Copy every line from the records below that carries the word "MockTransport".

**Task material:**
=== Begin Enclosure ===
//! # PassThru Simulations
//! Builds replayable simulations out of J2534 PassThru logs, and plays them back against a live PassThru device so
//! diagnostic software can be tested without a vehicle attached.
//!
//! ## Generation Example
//!
//! A log is split into command blocks, parsed into typed expressions, grouped by channel and turned into request and
//! response pairs. The resulting simulation is saved as JSON.
//!
//! ```rust
//! use passthru_sim::config::GeneratorConfig;
//! use passthru_sim::simulation::SimulationGenerator;
//!
//! fn generate(log: &str) -> passthru_sim::Result<()> {
//!     let mut generator = SimulationGenerator::from_log(log, GeneratorConfig::default());
//!     let simulation = generator.generate()?;
//!
//!     for channel in simulation.channels() {
//!         println!("[{}]\t{}\t{} pairs", channel.channel_id, channel.protocol, channel.message_pairs.len());
//!     }
//!     generator.save(".", "session")?;
//!     Ok(())
//! }
//! ```
//!
//! ## Playback Example
//!
//! The player opens the first channel of the simulation and answers every recorded request it sees with the
//! responses logged for it. Any type implementing [`transport::PassThruTransport`] can carry the traffic.
//!
//! ```rust
//! use passthru_sim::config::PlayerConfig;
//! use passthru_sim::player::{PlayerEvent, SimulationPlayer};
//! use passthru_sim::simulation::Simulation;
//! use passthru_sim::transport::MockTransport;
//! use passthru_sim::StreamExt;
//!
//! async fn playback_example() -> passthru_sim::Result<()> {
//!     let simulation = Simulation::load("session.ptsim")?;
//!     let mut player = SimulationPlayer::new(simulation, PlayerConfig::default());
//!     let mut events = player.events();
//!     player.start(MockTransport::new())?;
//!
//!     while let Some(event) = events.next().await {
//!         if let PlayerEvent::MessageProcessed { channel_id, responses, .. } = event.event {
//!             println!("[{}]\tanswered with {} messages", channel_id, responses.len());
//!         }
//!     }
//!     Ok(())
//! }
//! ```

pub mod config;
mod error;
pub mod expression;
pub mod grouping;
pub mod pairing;
pub mod passthru;
pub mod player;
pub mod reconstruct;
pub mod simulation;
pub mod transport;

pub use error::Error;
pub type Result<T> = std::result::Result<T, Error>;

pub use tokio_stream::{Stream, StreamExt};
//! Contains the main error type for the library.
use thiserror::Error;

/// The main error type for the library. Each module has it's own error type that is contained by this error.
#[derive(Error, Debug, PartialEq)]
pub enum Error {
    #[error("Not Found")]
    NotFound,
    #[error("Timeout")]
    Timeout,
    #[error("Unassigned channel bucket could not be removed")]
    UnassignedBucket,
    #[error("Duplicate simulation channel {0}")]
    DuplicateChannel(u32),
    #[error("Player already running")]
    PlayerRunning,
    #[error("Persistence Error: {0}")]
    Persistence(String),
    #[error(transparent)]
    ExpressionError(#[from] crate::expression::error::Error),
    #[error(transparent)]
    ReconstructError(#[from] crate::reconstruct::error::Error),
    #[error(transparent)]
    TransportError(#[from] crate::transport::Error),
}

impl From<std::io::Error> for Error {
    fn from(e: std::io::Error) -> Error {
        Error::Persistence(e.to_string())
    }
}

impl From<serde_json::Error> for Error {
    fn from(e: serde_json::Error) -> Error {
        Error::Persistence(e.to_string())
    }
}

impl From<tokio::time::error::Elapsed> for Error {
    fn from(_: tokio::time::error::Elapsed) -> Error {
        Error::Timeout
    }
}
use thiserror::Error;

use crate::expression::CommandKind;

/// Errors building a pattern table. Parsing a log never fails, mismatches are recorded on the expression instead.
#[derive(Error, Debug, Clone, PartialEq)]
pub enum Error {
    #[error("Invalid pattern {name}: {reason}")]
    InvalidPattern { name: String, reason: String },
    #[error("No pattern defined for {0}")]
    MissingPattern(CommandKind),
    #[error("Pattern for {kind} extracts {found} fields, expected {expected}")]
    FieldCount {
        kind: CommandKind,
        expected: usize,
        found: usize,
    },
    #[error("Invalid pattern table definition: {0}")]
    InvalidDefinition(String),
}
=== End Enclosure ===
**Worked solution:**
//! use passthru_sim::transport::MockTransport;
//!     player.start(MockTransport::new())?;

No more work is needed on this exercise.